(Saved entries)
//! Formula type classification parameters.
//!
//! Contains FormulaTypeParams for controlling the display/inline decision.

use serde::{Deserialize, Serialize};

use crate::error::{Result, ensure_in_range, ensure_non_negative};

use super::reason::Reason;
use super::types::FormulaType;

/// Vote weight carried by each layout rule.
#[derive(Debug, Clone, PartialEq, Serialize, Deserialize)]
#[serde(default)]
pub struct RuleWeights {
    pub vertical_isolation: f64,
    pub horizontal_centering: f64,
    pub large_size: f64,
    pub no_text_on_same_line: f64,
    pub aligned_with_text: f64,
    pub shares_baseline: f64,
    pub small_height: f64,
    pub surrounded_by_text: f64,
}

impl Default for RuleWeights {
    fn default() -> Self {
        Self {
            vertical_isolation: 3.0,
            horizontal_centering: 1.5,
            large_size: 2.0,
            no_text_on_same_line: 1.5,
            aligned_with_text: 2.0,
            shares_baseline: 3.0,
            small_height: 1.0,
            surrounded_by_text: 2.0,
        }
    }
}

impl RuleWeights {
    /// Weight of a rule; bookkeeping reasons carry none.
    pub fn weight(&self, reason: Reason) -> f64 {
        match reason {
            Reason::VerticalIsolation => self.vertical_isolation,
            Reason::HorizontalCentering => self.horizontal_centering,
            Reason::LargeSize => self.large_size,
            Reason::NoTextOnSameLine => self.no_text_on_same_line,
            Reason::AlignedWithText => self.aligned_with_text,
            Reason::SharesBaseline => self.shares_baseline,
            Reason::SmallHeight => self.small_height,
            Reason::SurroundedByText => self.surrounded_by_text,
            Reason::InsufficientEvidence | Reason::TieBreak => 0.0,
        }
    }

    fn validate(&self) -> Result<()> {
        for (field, value) in [
            ("formula.weights.vertical_isolation", self.vertical_isolation),
            ("formula.weights.horizontal_centering", self.horizontal_centering),
            ("formula.weights.large_size", self.large_size),
            ("formula.weights.no_text_on_same_line", self.no_text_on_same_line),
            ("formula.weights.aligned_with_text", self.aligned_with_text),
            ("formula.weights.shares_baseline", self.shares_baseline),
            ("formula.weights.small_height", self.small_height),
            ("formula.weights.surrounded_by_text", self.surrounded_by_text),
        ] {
            ensure_non_negative(field, value)?;
        }
        Ok(())
    }
}

/// Parameters for formula type classification.
///
/// Distances are in page pixels unless stated otherwise.
#[derive(Debug, Clone, PartialEq, Serialize, Deserialize)]
#[serde(default)]
pub struct FormulaTypeParams {
    /// Minimum whitespace between the region and the nearest text line above
    /// and below for the region to count as vertically isolated.
    pub gap_threshold: f64,

    /// Maximum distance between the region's horizontal center and the page's,
    /// specified relative to the page width.
    pub center_tolerance: f64,

    /// Regions at least this tall read as block formulas.
    pub large_height_threshold: f64,

    /// Regions at most this tall read as inline formulas.
    pub small_height_threshold: f64,

    /// If a text line overlaps the region by more than this they are considered
    /// to be on the same line. Specified relative to the shorter of the two.
    pub min_overlap_ratio: f64,

    /// Maximum difference between the tops of a region and a text line that
    /// still counts as a shared baseline.
    pub baseline_epsilon: f64,

    /// Heights are comparable when the shorter is at least this fraction of the
    /// taller. 0 disables the height check of the baseline rule.
    pub baseline_height_ratio: f64,

    /// Text lines closer than this above and below the region bracket it.
    pub crowded_distance: f64,

    /// Confidence reported when no rule fires or the margin is zero.
    pub base_confidence: f64,

    /// Confidence gained per unit of normalized vote margin.
    pub margin_gain: f64,

    /// Confidence gained per rule fired on the winning side.
    pub per_rule_gain: f64,

    /// Side chosen when both sides collect the same weight.
    pub tie_break: FormulaType,

    pub weights: RuleWeights,
}

impl Default for FormulaTypeParams {
    fn default() -> Self {
        Self {
            gap_threshold: 30.0,
            center_tolerance: 0.05,
            large_height_threshold: 60.0,
            small_height_threshold: 30.0,
            min_overlap_ratio: 0.3,
            baseline_epsilon: 2.0,
            baseline_height_ratio: 0.5,
            crowded_distance: 15.0,
            base_confidence: 0.5,
            margin_gain: 0.35,
            per_rule_gain: 0.05,
            tie_break: FormulaType::Inline,
            weights: RuleWeights::default(),
        }
    }
}

impl FormulaTypeParams {
    /// Checks every threshold against its legal domain.
    pub fn validate(&self) -> Result<()> {
        for (field, value) in [
            ("formula.gap_threshold", self.gap_threshold),
            ("formula.large_height_threshold", self.large_height_threshold),
            ("formula.small_height_threshold", self.small_height_threshold),
            ("formula.baseline_epsilon", self.baseline_epsilon),
            ("formula.crowded_distance", self.crowded_distance),
            ("formula.margin_gain", self.margin_gain),
            ("formula.per_rule_gain", self.per_rule_gain),
        ] {
            ensure_non_negative(field, value)?;
        }
        for (field, value, max) in [
            ("formula.center_tolerance", self.center_tolerance, 0.5),
            ("formula.min_overlap_ratio", self.min_overlap_ratio, 1.0),
            ("formula.baseline_height_ratio", self.baseline_height_ratio, 1.0),
            ("formula.base_confidence", self.base_confidence, 1.0),
        ] {
            ensure_in_range(field, value, 0.0, max)?;
        }
        self.weights.validate()
    }
}
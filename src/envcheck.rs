//! Environment preflight.
//!
//! Nothing launches until the interpreter, the virtualenv, and the `.env`
//! file with its required key names are in place. Values are never
//! inspected, only presence.

use std::collections::HashSet;
use std::fs;

use tracing::{info, warn};

use crate::config::SupervisorConfig;
use crate::error::{ButlerError, Result};

/// Key names that must appear in `.env` before any service starts.
pub const REQUIRED_ENV_KEYS: [&str; 3] = ["UPBIT_ACCESS_KEY", "UPBIT_SECRET_KEY", "GEMINI_API_KEY"];

/// Run every preflight check; the first failure aborts the start.
pub fn preflight(config: &SupervisorConfig) -> Result<()> {
    ensure_interpreter(config)?;
    ensure_env_file(config)?;
    validate_env_keys(config)?;
    Ok(())
}

/// The virtualenv interpreter must exist.
pub fn ensure_interpreter(config: &SupervisorConfig) -> Result<()> {
    let python = config.python_path();
    if !python.exists() {
        return Err(ButlerError::Environment(format!(
            "python interpreter not found at {} (is the virtualenv set up?)",
            python.display()
        )));
    }
    Ok(())
}

/// `.env` must exist; copy the template into place when it is missing, and
/// refuse to start when the template is missing too.
pub fn ensure_env_file(config: &SupervisorConfig) -> Result<()> {
    let env_file = config.env_file();
    if env_file.exists() {
        return Ok(());
    }

    let template = config.env_template();
    if !template.exists() {
        return Err(ButlerError::Environment(format!(
            "neither {} nor the template {} exists",
            env_file.display(),
            template.display()
        )));
    }

    fs::copy(&template, &env_file)?;
    warn!(
        "Copied {} to {}; fill in the API keys before trading",
        template.display(),
        env_file.display()
    );
    Ok(())
}

/// Every required key name must be present in `.env`.
pub fn validate_env_keys(config: &SupervisorConfig) -> Result<()> {
    let env_file = config.env_file();
    let iter = dotenvy::from_path_iter(&env_file).map_err(|e| {
        ButlerError::Environment(format!("cannot read {}: {e}", env_file.display()))
    })?;

    let mut present = HashSet::new();
    for item in iter {
        let (key, _) = item.map_err(|e| {
            ButlerError::Environment(format!("malformed line in {}: {e}", env_file.display()))
        })?;
        present.insert(key);
    }

    let missing: Vec<&str> = REQUIRED_ENV_KEYS
        .iter()
        .filter(|k| !present.contains(**k))
        .copied()
        .collect();

    if missing.is_empty() {
        info!("Environment file validated");
        Ok(())
    } else {
        Err(ButlerError::Environment(format!(
            "missing required keys in {}: {}",
            env_file.display(),
            missing.join(", ")
        )))
    }
}

#[cfg(test)]
mod tests {
    use super::*;
    use std::path::Path;

    fn config_rooted_at(root: &Path) -> SupervisorConfig {
        let mut config = SupervisorConfig::default();
        config.install_root = root.to_path_buf();
        config
    }

    #[test]
    fn complete_env_file_passes() {
        let dir = tempfile::tempdir().expect("tempdir");
        fs::write(
            dir.path().join(".env"),
            "UPBIT_ACCESS_KEY=a\nUPBIT_SECRET_KEY=b\nGEMINI_API_KEY=c\n",
        )
        .expect("write");

        let config = config_rooted_at(dir.path());
        assert!(validate_env_keys(&config).is_ok());
    }

    #[test]
    fn missing_key_is_named_in_the_error() {
        let dir = tempfile::tempdir().expect("tempdir");
        fs::write(dir.path().join(".env"), "UPBIT_ACCESS_KEY=a\n").expect("write");

        let config = config_rooted_at(dir.path());
        let err = validate_env_keys(&config).unwrap_err();
        let message = err.to_string();
        assert!(message.contains("UPBIT_SECRET_KEY"));
        assert!(message.contains("GEMINI_API_KEY"));
    }

    #[test]
    fn template_is_copied_into_place() {
        let dir = tempfile::tempdir().expect("tempdir");
        fs::write(
            dir.path().join(".env.example"),
            "UPBIT_ACCESS_KEY=\nUPBIT_SECRET_KEY=\nGEMINI_API_KEY=\n",
        )
        .expect("write");

        let config = config_rooted_at(dir.path());
        assert!(ensure_env_file(&config).is_ok());
        assert!(dir.path().join(".env").exists());
    }

    #[test]
    fn missing_template_refuses_start() {
        let dir = tempfile::tempdir().expect("tempdir");
        let config = config_rooted_at(dir.path());
        assert!(matches!(
            ensure_env_file(&config),
            Err(ButlerError::Environment(_))
        ));
    }
}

● Problem description:
Each line that holds the word "assert" should be extracted from the records.

● Written answer:
        assert!(validate_env_keys(&config).is_ok());
        assert!(message.contains("UPBIT_SECRET_KEY"));
        assert!(message.contains("GEMINI_API_KEY"));
        assert!(ensure_env_file(&config).is_ok());
        assert!(dir.path().join(".env").exists());
        assert!(matches!(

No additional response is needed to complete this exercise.